母は何も言わずにただ見ているだけだった。
私の思い出に両親と深い物はなく、あるのは劣等感だけだった。
母が亡くなった日から私は父と話さなくなった。
上京して一人で暮らしして父との思い出も薄れていった。
私は両親を捨てたのだと思うことにして仕事に打ち込んで4年目、、
父が死んだと叔母から連絡が入った。
やっと死んでくれたのかと始めは思ったが、なんだか心にぽっかり穴が開いたみたいで不思議と力が抜けていく、会社には父の葬儀による休暇届と有給を使って7日間休むことにした。

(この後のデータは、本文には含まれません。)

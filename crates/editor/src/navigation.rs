use mapping_protocol::{MappingRule, RuleKind, ROOT_RULE_ID};
use mapping_tree::{RuleLookup, RuleTree};
use serde::Serialize;
use std::collections::HashMap;

/// One node of the navigation tree panel.
#[derive(Debug, Clone, PartialEq, Serialize)]
#[serde(rename_all = "camelCase")]
pub struct TreeNode {
    pub id: String,
    pub kind: RuleKind,
    pub label: String,
    #[serde(skip_serializing_if = "Option::is_none")]
    pub type_uri: Option<String>,
    pub highlighted: bool,
    pub expanded: bool,
    /// False renders a disabled leaf marker instead of an expand caret.
    pub has_children: bool,
    pub children: Vec<TreeNode>,
}

/// A visible line of the tree panel, children of collapsed nodes omitted.
#[derive(Debug, Clone, PartialEq, Serialize)]
#[serde(rename_all = "camelCase")]
pub struct FlatRow {
    pub depth: usize,
    pub id: String,
    pub kind: RuleKind,
    pub label: String,
    pub highlighted: bool,
    pub expanded: bool,
    pub has_children: bool,
}

/// One child row of the container in view.
#[derive(Debug, Clone, PartialEq, Serialize)]
#[serde(rename_all = "camelCase")]
pub struct RuleRow {
    pub id: String,
    pub kind: RuleKind,
    pub label: String,
    #[serde(skip_serializing_if = "Option::is_none")]
    pub source_path: Option<String>,
    #[serde(skip_serializing_if = "Option::is_none")]
    pub target_property: Option<String>,
    pub expanded: bool,
}

/// What a click on a rule does.
#[derive(Debug, Clone, PartialEq, Eq)]
pub enum Selection {
    /// Show this rule's container as the new top of the view.
    Navigate(String),
    /// Expand the row inside the container already in view.
    ExpandInPlace(String),
    Unknown,
}

fn is_highlighted(rule: &MappingRule, current: Option<&str>) -> bool {
    match current {
        Some(current) => rule.id() == current || rule.uri_rule_id() == Some(current),
        None => rule.kind() == RuleKind::Root,
    }
}

/// Builds the panel subtree of `rule`. The flag reports whether anything
/// below `rule` is highlighted.
fn build_node(
    rule: &MappingRule,
    current: Option<&str>,
    expansion: &HashMap<String, bool>,
    show_value_mappings: bool,
) -> (TreeNode, bool) {
    let eligible: Vec<&MappingRule> = rule
        .children()
        .map(|children| {
            children
                .uri_rule
                .as_deref()
                .into_iter()
                .chain(children.property_rules.iter())
                .filter(|child| show_value_mappings || child.kind() == RuleKind::Object)
                .collect()
        })
        .unwrap_or_default();

    let mut below_highlight = false;
    let children: Vec<TreeNode> = eligible
        .into_iter()
        .map(|child| {
            let (node, child_below) = build_node(child, current, expansion, show_value_mappings);
            below_highlight |= child_below || node.highlighted;
            node
        })
        .collect();

    let default_expanded = current == Some(rule.id()) || rule.kind() == RuleKind::Root;
    let expanded = expansion
        .get(rule.id())
        .copied()
        .unwrap_or(default_expanded)
        || below_highlight;

    let node = TreeNode {
        id: rule.id().to_string(),
        kind: rule.kind(),
        label: rule.display_label(),
        type_uri: rule.type_uri().map(str::to_string),
        highlighted: is_highlighted(rule, current),
        expanded,
        has_children: !children.is_empty(),
        children,
    };
    (node, below_highlight)
}

/// Pure tree-panel build over the whole tree.
pub fn build_panel(
    tree: &RuleTree,
    current: Option<&str>,
    expansion: &HashMap<String, bool>,
    show_value_mappings: bool,
) -> TreeNode {
    build_node(tree.root(), current, expansion, show_value_mappings).0
}

pub fn flatten(node: &TreeNode) -> Vec<FlatRow> {
    fn walk(node: &TreeNode, depth: usize, out: &mut Vec<FlatRow>) {
        out.push(FlatRow {
            depth,
            id: node.id.clone(),
            kind: node.kind,
            label: node.label.clone(),
            highlighted: node.highlighted,
            expanded: node.expanded,
            has_children: node.has_children,
        });
        if node.expanded {
            for child in &node.children {
                walk(child, depth + 1, out);
            }
        }
    }
    let mut out = Vec::new();
    walk(node, 0, &mut out);
    out
}

/// Selected rule and per-row expansion state.
#[derive(Debug, Clone, Default)]
pub struct Navigation {
    current: Option<String>,
    expansion: HashMap<String, bool>,
    show_value_mappings: bool,
}

impl Navigation {
    pub fn new(current: Option<String>, show_value_mappings: bool) -> Self {
        Self {
            current,
            expansion: HashMap::new(),
            show_value_mappings,
        }
    }

    pub fn current(&self) -> Option<&str> {
        self.current.as_deref()
    }

    pub fn current_or_root(&self) -> &str {
        self.current.as_deref().unwrap_or(ROOT_RULE_ID)
    }

    pub fn set_current(&mut self, id: Option<String>) {
        self.current = id;
    }

    pub fn show_value_mappings(&self) -> bool {
        self.show_value_mappings
    }

    pub fn expansion(&self) -> &HashMap<String, bool> {
        &self.expansion
    }

    pub fn is_expanded(&self, id: &str) -> bool {
        self.expansion.get(id).copied().unwrap_or(false)
    }

    pub fn set_expanded(&mut self, id: impl Into<String>, expanded: bool) {
        self.expansion.insert(id.into(), expanded);
    }

    pub fn set_all_expanded<I, S>(&mut self, ids: I, expanded: bool)
    where
        I: IntoIterator<Item = S>,
        S: Into<String>,
    {
        for id in ids {
            self.expansion.insert(id.into(), expanded);
        }
    }

    pub fn clear_expansion(&mut self) {
        self.expansion.clear();
    }

    pub fn panel(&self, tree: &RuleTree) -> TreeNode {
        build_panel(
            tree,
            self.current.as_deref(),
            &self.expansion,
            self.show_value_mappings,
        )
    }

    /// Container shown for the current rule, with its breadcrumbs.
    pub fn container<'t>(&self, tree: &'t RuleTree) -> RuleLookup<'t> {
        tree.find_rule(self.current_or_root(), true)
    }

    /// Property rules of the container in view. Row positions are the
    /// positions `reorder` takes; the URI rule is not part of the list.
    pub fn rows(&self, tree: &RuleTree) -> Vec<RuleRow> {
        let container = self.container(tree).rule;
        let Some(children) = container.children() else {
            return Vec::new();
        };
        children
            .property_rules
            .iter()
            .map(|rule| RuleRow {
                id: rule.id().to_string(),
                kind: rule.kind(),
                label: rule.display_label(),
                source_path: rule.source_path().map(str::to_string),
                target_property: rule.mapping_target().map(|t| t.uri.clone()),
                expanded: self.is_expanded(rule.id()),
            })
            .collect()
    }

    /// Classifies a click on `id`: containers navigate, value and URI rules
    /// of the container in view expand in place, others navigate.
    pub fn select(&self, tree: &RuleTree, id: &str) -> Selection {
        let Some(node) = tree.node(id) else {
            return Selection::Unknown;
        };
        if node.kind.is_container() {
            return Selection::Navigate(id.to_string());
        }
        let in_view = self.container(tree).rule.id();
        if node.parent.as_deref() == Some(in_view) {
            Selection::ExpandInPlace(id.to_string())
        } else {
            Selection::Navigate(id.to_string())
        }
    }

    /// Row to open on the first load after navigating to a non-container
    /// rule: the owning object for a URI rule id, else the rule itself.
    pub fn row_to_open(&self, tree: &RuleTree) -> Option<String> {
        let current = self.current.as_deref()?;
        let container = self.container(tree).rule;
        if container.id() == current {
            return None;
        }
        if container.uri_rule_id() == Some(current) {
            Some(container.id().to_string())
        } else {
            Some(current.to_string())
        }
    }
}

一通りの事が終わり私の体は自然と帰り自宅を始めていた、誰が待っていることもなくただ暗い部屋になぜ帰りたいのか、分からない。
ただ、実家のこの家に居たくないだけなのだ、過去の記憶が今にも頭の中から噴き出してきて、頭をぐちゃぐちゃにしてしまいそうになるから、、
叔母さんに雨が降るから明日にするように勧められたが、早く、この家を出たくて無言で出てしまった。荷物も簡単なものしか持ってきてなかったから実家のサンダルもバックに入れてしまった。
バスに乗り、荒れた道を揺れながら進んでいく、窓の外は暗く、暗く、明かりはどこにもない、この道もあの道ももう出会うことはないのだ。
駅に着くとすぐに電車に乗り換え最寄駅まで向かう。電車の窓からは人が住場所の明かりが町をほんのりと照らしている。あの家、この家、どの家も家の中の環境は他人には分からない。それは怖いことのように感じていたら、窓にポツリ、ポツリと雨が降ってきた。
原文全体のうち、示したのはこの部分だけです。